Tropical Punch Red Ale
Tropical Red Ale
(5 gallons/19 L, partial mash)
OG = 1.061 FG = 1.014
IBU = 20 SRM = 15 ABV = 6.3%
Ingredients
2 lbs. (0.91 kg) two-row pale malt
1 lb. (0.45 kg) Munich malt
1 lb. (0.45 kg) medium crystal malt (50 to 60° L)
1 oz. (28 g) roasted barley
5 lbs. (2.3 kg) extra light dried malt extract
5 lbs. (2.3 kg) tropical fruit (see below)
3.6 AAU Warrior® hop pellets (45 min.) (0.25 oz./7 g at 14.5% alpha acid)
1 oz. (28 g) Simcoe® hop pellets (0 min.)
1.5 oz. (43 g) Citra® hop pellets (dry hop)
1.5 oz. (43 g) Galaxy hop pellets (dry hop)
Mangrove Jack’s M15 (Empire Ale) or Safale S-04 or Lallemand London ESB yeast
3/4 cup corn sugar (if priming)
Step by Step
Heat 1.5 gals. (5.7 L) of water to 163 °F (73 °C). Mix in pale, Munich, crystal malt and roasted barley (all crushed). The mash should settle at 150 to 152 °F (66 to 67 °C). Hold 60 minutes, then wash with 1.5 gals. (5.7 L) of water at 168 °F (76 °C). To the kettle add enough water to make at least 3 gals. (11 L) and bring the wort to a simmer. Remove from heat and add dried malt extract and Warrior® pellets. Bring back up to a boil and boil 45 minutes. Remove from heat and add the Simcoe® hops. Give wort a long stir to create a whirlpool and let settle for 15 minutes. Chill and top off with water to make 5.25 gals. in primary fermenter.

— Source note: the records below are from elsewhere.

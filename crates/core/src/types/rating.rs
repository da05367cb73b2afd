//! Review star rating.

use serde::{Deserialize, Serialize};

/// Error returned for a rating outside 1–5.
#[derive(thiserror::Error, Debug, Clone, Copy, PartialEq, Eq)]
#[error("rating must be between {min} and {max} (got {got})", min = Rating::MIN, max = Rating::MAX)]
pub struct RatingError {
    /// The rejected value.
    pub got: i64,
}

/// A star rating in `1..=5`.
#[derive(Debug, Clone, Copy, PartialEq, Eq, PartialOrd, Ord, Hash, Serialize, Deserialize)]
#[serde(try_from = "i64", into = "u8")]
pub struct Rating(u8);

impl Rating {
    pub const MIN: u8 = 1;
    pub const MAX: u8 = 5;

    /// Validate a rating.
    ///
    /// # Errors
    ///
    /// Returns `RatingError` if the value is outside `1..=5`.
    pub fn new(value: i64) -> Result<Self, RatingError> {
        u8::try_from(value)
            .ok()
            .filter(|v| (Self::MIN..=Self::MAX).contains(v))
            .map(Self)
            .ok_or(RatingError { got: value })
    }

    #[must_use]
    pub const fn get(self) -> u8 {
        self.0
    }
}

impl Default for Rating {
    fn default() -> Self {
        Self(Self::MAX)
    }
}

impl TryFrom<i64> for Rating {
    type Error = RatingError;

    fn try_from(value: i64) -> Result<Self, Self::Error> {
        Self::new(value)
    }
}

impl From<Rating> for u8 {
    fn from(rating: Rating) -> Self {
        rating.0
    }
}
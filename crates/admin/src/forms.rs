//! Admin form types.

use rust_decimal::Decimal;
use serde::{Deserialize, Serialize};

use ddh_masale_core::{Price, Product, ProductId, ProductSpecifications};
use ddh_masale_storefront::ValidationError;

pub const DEFAULT_CATEGORY: &str = "Ground Spices";
pub const DEFAULT_UNIT: &str = "kg";

/// Product create/edit form.
///
/// `id` is `None` for a new product. Editing keeps the product's active flag;
/// new products always start active.
#[derive(Debug, Clone, PartialEq, Eq, Serialize, Deserialize)]
#[serde(default)]
pub struct ProductForm {
    pub id: Option<ProductId>,
    pub name: String,
    pub category: String,
    pub description: String,
    pub price: Decimal,
    pub image: String,
    pub images: Vec<String>,
    pub unit: String,
    pub moq: u32,
    pub is_active: bool,
    pub specifications: Option<ProductSpecifications>,
    pub features: Vec<String>,
    pub origin: Option<String>,
}

impl Default for ProductForm {
    fn default() -> Self {
        Self {
            id: None,
            name: String::new(),
            category: DEFAULT_CATEGORY.to_owned(),
            description: String::new(),
            price: Decimal::ZERO,
            image: String::new(),
            images: Vec::new(),
            unit: DEFAULT_UNIT.to_owned(),
            moq: 1,
            is_active: true,
            specifications: None,
            features: Vec::new(),
            origin: None,
        }
    }
}

impl ProductForm {
    /// Blank form for a new product.
    #[must_use]
    pub fn new() -> Self {
        Self::default()
    }

    /// Form pre-filled from an existing product.
    #[must_use]
    pub fn edit(product: &Product) -> Self {
        Self {
            id: Some(product.id.clone()),
            name: product.name.clone(),
            category: product.category.clone(),
            description: product.description.clone(),
            price: product.price.amount(),
            image: product.image.clone(),
            images: product.images.clone(),
            unit: product.unit.clone(),
            moq: product.moq,
            is_active: product.is_active,
            specifications: product.specifications.clone(),
            features: product.features.clone(),
            origin: product.origin.clone(),
        }
    }

    #[must_use]
    pub const fn is_new(&self) -> bool {
        self.id.is_none()
    }

    /// Check the form before anything is sent.
    ///
    /// # Errors
    ///
    /// Returns `ValidationError::InvalidProduct` for a blank name or a price
    /// that is not positive.
    /// Returns `ValidationError::InvalidMinimumOrder` for an MOQ of zero.
    pub fn validate(&self) -> Result<(), ValidationError> {
        if self.name.trim().is_empty() || self.price <= Decimal::ZERO {
            return Err(ValidationError::InvalidProduct);
        }
        if self.moq < 1 {
            return Err(ValidationError::InvalidMinimumOrder);
        }
        Ok(())
    }

    /// Validate and build the product to store.
    ///
    /// # Errors
    ///
    /// Returns the `ValidationError` from [`validate`](Self::validate).
    pub fn into_product(self) -> Result<Product, ValidationError> {
        self.validate()?;

        let (id, is_active) = match self.id {
            Some(id) => (id, self.is_active),
            None => (ProductId::generate(), true),
        };

        Ok(Product {
            id,
            name: self.name.trim().to_owned(),
            category: self.category,
            description: self.description,
            price: Price::new(self.price),
            image: self.image,
            images: self.images,
            unit: self.unit,
            moq: self.moq,
            is_active,
            specifications: self.specifications,
            features: self.features,
            origin: self.origin,
        })
    }
}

At 68 °F (20 °C) pitch a fruity, dry ale yeast. Ferment at 68 °F (20 °C) until initial fermentation cycle is complete. Rack to a secondary fermenter onto 5 lbs. (2.3 kg) of (your choice — any combination is cool!) pineapple, mango, banana, guava, papaya, passionfruit, starfruit, kiwi, lychee or orange. Secondary fermentation should last eight to 10 days, then re-rack to a third vessel to allow for clearing (a week or so should do it). Prime with corn sugar (add a few ounces of lactose if the beer seems too dry at this point). Bottle and age three to four weeks.
Alternatives and Options:
Obviously, the vast majority of alternatives in this recipe depend on your preferences for fruit. If it’s fruit, you can use it. Just remember that the fruit will give a different element depending on how you use it. Fruit in the boil will give flavor but not much aroma. Fruit steeped in the cooling wort will contribute a little aroma but may or may not get adequately pasteurized. Fruit added to the primary will give good, fresh flavor (and will contribute fermentables, raising alcohol content slightly), but most of the aroma will bubble out with the CO2.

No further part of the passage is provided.